Promising Features of Federal-State Partnerships

Here are some potential benefits of federal-state partnerships that are designed to promote racial equity through college affordability.

  • They would provide adequate and equitable state funding to public colleges. State funding for public colleges has been associated with lower tuition levels and increased enrollment and completion. But states vary in their commitment to funding public colleges, and state support per student has generally declined. At the same time, colleges that disproportionately educate Black students, such as community colleges and minority-serving institutions, often receive less state funding per student and are more reliant on state funding for revenue, which makes them particularly vulnerable to declining state commitments. States and the federal government should work together to identify metrics for evaluating whether public colleges are adequately and equitably funded within states and remediate inequities.
  • They would cover the full cost of attendance. In recent years, many states have enacted free college programs aimed at addressing college affordability, but most of these aid programs only cover tuition, which represents just a portion of the full cost of attendance. Aid programs that only cover tuition leave students and/or their families to pay for housing, food, transportation, child-care and other expenses, which account for 80% of the cost of going to college.
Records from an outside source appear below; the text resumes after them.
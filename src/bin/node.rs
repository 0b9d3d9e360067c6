//! Service node binary

use std::sync::Arc;

use clap::{Parser, Subcommand};
use gantry::cluster::Runner;
use gantry::common::{Config, RedisStore, SharedStore};
use gantry::services::builtin_services;
use tracing_subscriber::{layer::SubscriberExt, util::SubscriberInitExt};

#[derive(Parser)]
#[command(name = "gantry-node")]
#[command(about = "gantry service node with cluster coordination")]
#[command(version)]
struct Cli {
    /// Config file path
    #[arg(long, short = 'c')]
    config: Option<String>,

    #[command(subcommand)]
    command: Commands,
}

#[derive(Subcommand)]
enum Commands {
    /// Run this node
    Serve {
        /// Node ID override
        #[arg(long, short = 'n')]
        node: Option<String>,

        /// Cluster ID override
        #[arg(long, short = 'k')]
        cluster: Option<String>,

        /// Skip all cluster-state writes (no heartbeat, no election)
        #[arg(long)]
        stateless: bool,

        /// Rebuild services when a backing file changes
        #[arg(long, short = 'R')]
        autoreload: bool,

        /// Do not register the built-in auth service
        #[arg(long)]
        no_auth: bool,
    },

    /// List the services this node would load
    ListServices {
        /// Do not register the built-in auth service
        #[arg(long)]
        no_auth: bool,
    },
}

#[tokio::main]
async fn main() -> anyhow::Result<()> {
    let cli = Cli::parse();
    let mut config = Config::load(cli.config.as_deref())?;

    tracing_subscriber::registry()
        .with(
            tracing_subscriber::EnvFilter::try_from_default_env()
                .unwrap_or_else(|_| tracing_subscriber::EnvFilter::new(&config.log_level)),
        )
        .with(tracing_subscriber::fmt::layer())
        .init();

    match cli.command {
        Commands::Serve {
            node,
            cluster,
            stateless,
            autoreload,
            no_auth,
        } => {
            if let Some(node) = node {
                config.node_id = node;
            }
            if let Some(cluster) = cluster {
                config.cluster_id = cluster;
            }
            if autoreload {
                config.auto_reload = true;
            }

            let store: SharedStore = Arc::new(RedisStore::connect(&config.store_url).await?);
            let mut runner = Runner::new(config, store, builtin_services(no_auth));
            runner.stateless = stateless;
            runner.run().await?;
        }

        Commands::ListServices { no_auth } => {
            println!("Would load the following services:");
            for service in builtin_services(no_auth) {
                for operation in &service.operations {
                    println!(" -> {}", operation.service_id());
                }
            }
        }
    }

    Ok(())
}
  • They would provide first-dollar aid. Most statewide free college programs provide last-dollar aid to students, which covers any remaining tuition and fees that are not paid for by other grants or financial aid. As a result, last-dollar programs tend to award less money to lower-income students, whose tuition and fees are often covered by federal Pell Grants and other aid. In contrast, first-dollar aid can be applied toward tuition and other costs of attendance and is, therefore, more likely to help lower-income students.
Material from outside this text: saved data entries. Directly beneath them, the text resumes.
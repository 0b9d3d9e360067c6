//! Built-in services registered by the node binary

pub mod auth;
pub mod confirm;

use crate::service::Service;

/// The node's default service set. `no_auth` drops the auth service.
pub fn builtin_services(no_auth: bool) -> Vec<Service> {
    let mut services = Vec::new();
    if !no_auth {
        services.push(auth::service());
    }
    services.push(confirm::service());
    services
}
//! Configuration for gantry nodes

use serde::{Deserialize, Serialize};
use std::net::SocketAddr;

use crate::common::utils::{local_address, short_hostname};

/// Global configuration
///
/// Loaded from an optional TOML file and `GANTRY_*` environment variables,
/// environment taking precedence.
#[derive(Debug, Clone, Serialize, Deserialize)]
pub struct Config {
    /// Node ID template; `{HOSTNAME}` and `{PID}` are substituted
    #[serde(default = "default_node_id")]
    pub node_id: String,

    /// Cluster ID this node belongs to
    #[serde(default = "default_cluster_id")]
    pub cluster_id: String,

    /// Advertised node address; `0.0.0.0` means auto-detect
    #[serde(default = "default_node_address")]
    pub node_address: String,

    /// Shared store URL (Redis-compatible)
    #[serde(default = "default_store_url")]
    pub store_url: String,

    /// Bind address for the HTTP API
    #[serde(default = "default_bind_addr")]
    pub bind_addr: SocketAddr,

    /// Token-signing secret; falls back to the store's cluster secret
    #[serde(default, skip_serializing_if = "Option::is_none")]
    pub secret_key: Option<String>,

    /// Rebuild services when a backing file changes
    #[serde(default)]
    pub auto_reload: bool,

    /// Seconds between heartbeat/election ticks
    #[serde(default = "default_tick_interval")]
    pub tick_interval_secs: u64,

    /// Logging level
    #[serde(default = "default_log_level")]
    pub log_level: String,
}

fn default_node_id() -> String {
    "{HOSTNAME}.{PID}".to_string()
}
fn default_cluster_id() -> String {
    "gantry".to_string()
}
fn default_node_address() -> String {
    "0.0.0.0".to_string()
}
fn default_store_url() -> String {
    "redis://127.0.0.1:6379/0".to_string()
}
fn default_bind_addr() -> SocketAddr {
    "0.0.0.0:8000".parse().unwrap()
}
fn default_tick_interval() -> u64 {
    5
}
fn default_log_level() -> String {
    "info".to_string()
}

impl Default for Config {
    fn default() -> Self {
        Self {
            node_id: default_node_id(),
            cluster_id: default_cluster_id(),
            node_address: default_node_address(),
            store_url: default_store_url(),
            bind_addr: default_bind_addr(),
            secret_key: None,
            auto_reload: false,
            tick_interval_secs: default_tick_interval(),
            log_level: default_log_level(),
        }
    }
}

impl Config {
    /// Load config from file (optional) and `GANTRY_*` environment overrides
    pub fn load(path: Option<&str>) -> crate::Result<Self> {
        let mut builder = config::Config::builder()
            .add_source(config::Config::try_from(&Config::default())?);

        builder = match path {
            Some(path) => builder.add_source(config::File::with_name(path).required(true)),
            None => builder.add_source(config::File::with_name("gantry").required(false)),
        };

        let settings = builder
            .add_source(config::Environment::with_prefix("GANTRY"))
            .build()?;

        Ok(settings.try_deserialize()?)
    }

    /// Node ID with `{HOSTNAME}`/`{PID}` placeholders substituted
    pub fn resolved_node_id(&self) -> String {
        self.node_id
            .replace("{HOSTNAME}", &short_hostname())
            .replace("{PID}", &std::process::id().to_string())
    }

    /// Advertised address; `0.0.0.0` resolves to the detected local address
    pub fn resolved_node_address(&self) -> String {
        if self.node_address == "0.0.0.0" {
            match local_address() {
                Some(addr) => addr,
                None => {
                    tracing::warn!("Unable to determine node address, using localhost");
                    "localhost".to_string()
                }
            }
        } else {
            self.node_address.clone()
        }
    }
}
  • They would reduce the administrative burdens associated with accessing aid. The process of applying for federal and state financial aid puts a heavy administrative burden on many students — particularly first-generation students, students of color, and low-income students, who may miss out on aid because they lack the necessary family or institutional support to successfully complete the FAFSA (which is required for federal aid and for many state aid programs), learn about filing deadlines and eligibility requirements (e.g., full-time, continuous enrollment) for accessing and maintaining aid, and navigate the verification process. What’s more, some state aid programs have additional eligibility and application requirements beyond the FAFSA, such as requiring full-time enrollment, including community service hours, and/or restricting eligibility to students meeting certain GPA or test score thresholds. To reduce complexity and ensure that students can access aid for which they are eligible, policymakers should carefully weigh the benefits of application components or eligibility requirements against the costs they impose on intended recipients. Despite the new FAFSA, which was recently released by the Department of Education to simplify and streamline the process of applying for federal aid, state financial aid continues to present numerous additional barriers to students.


In the wake of Supreme Court rulings that limit race-conscious admissions in higher education, it is more crucial than ever for state and federal policymakers to work together to promote racial equity through college affordability. This entails providing adequate and equitable levels of funding for public colleges — especially community colleges and minority-serving institutions that disproportionately enroll racially minoritized students — and designing financial aid programs that cover actual college costs and are accessible for eligible students, so these students can access and obtain a higher education, which is necessary to succeed in today’s job market and economy.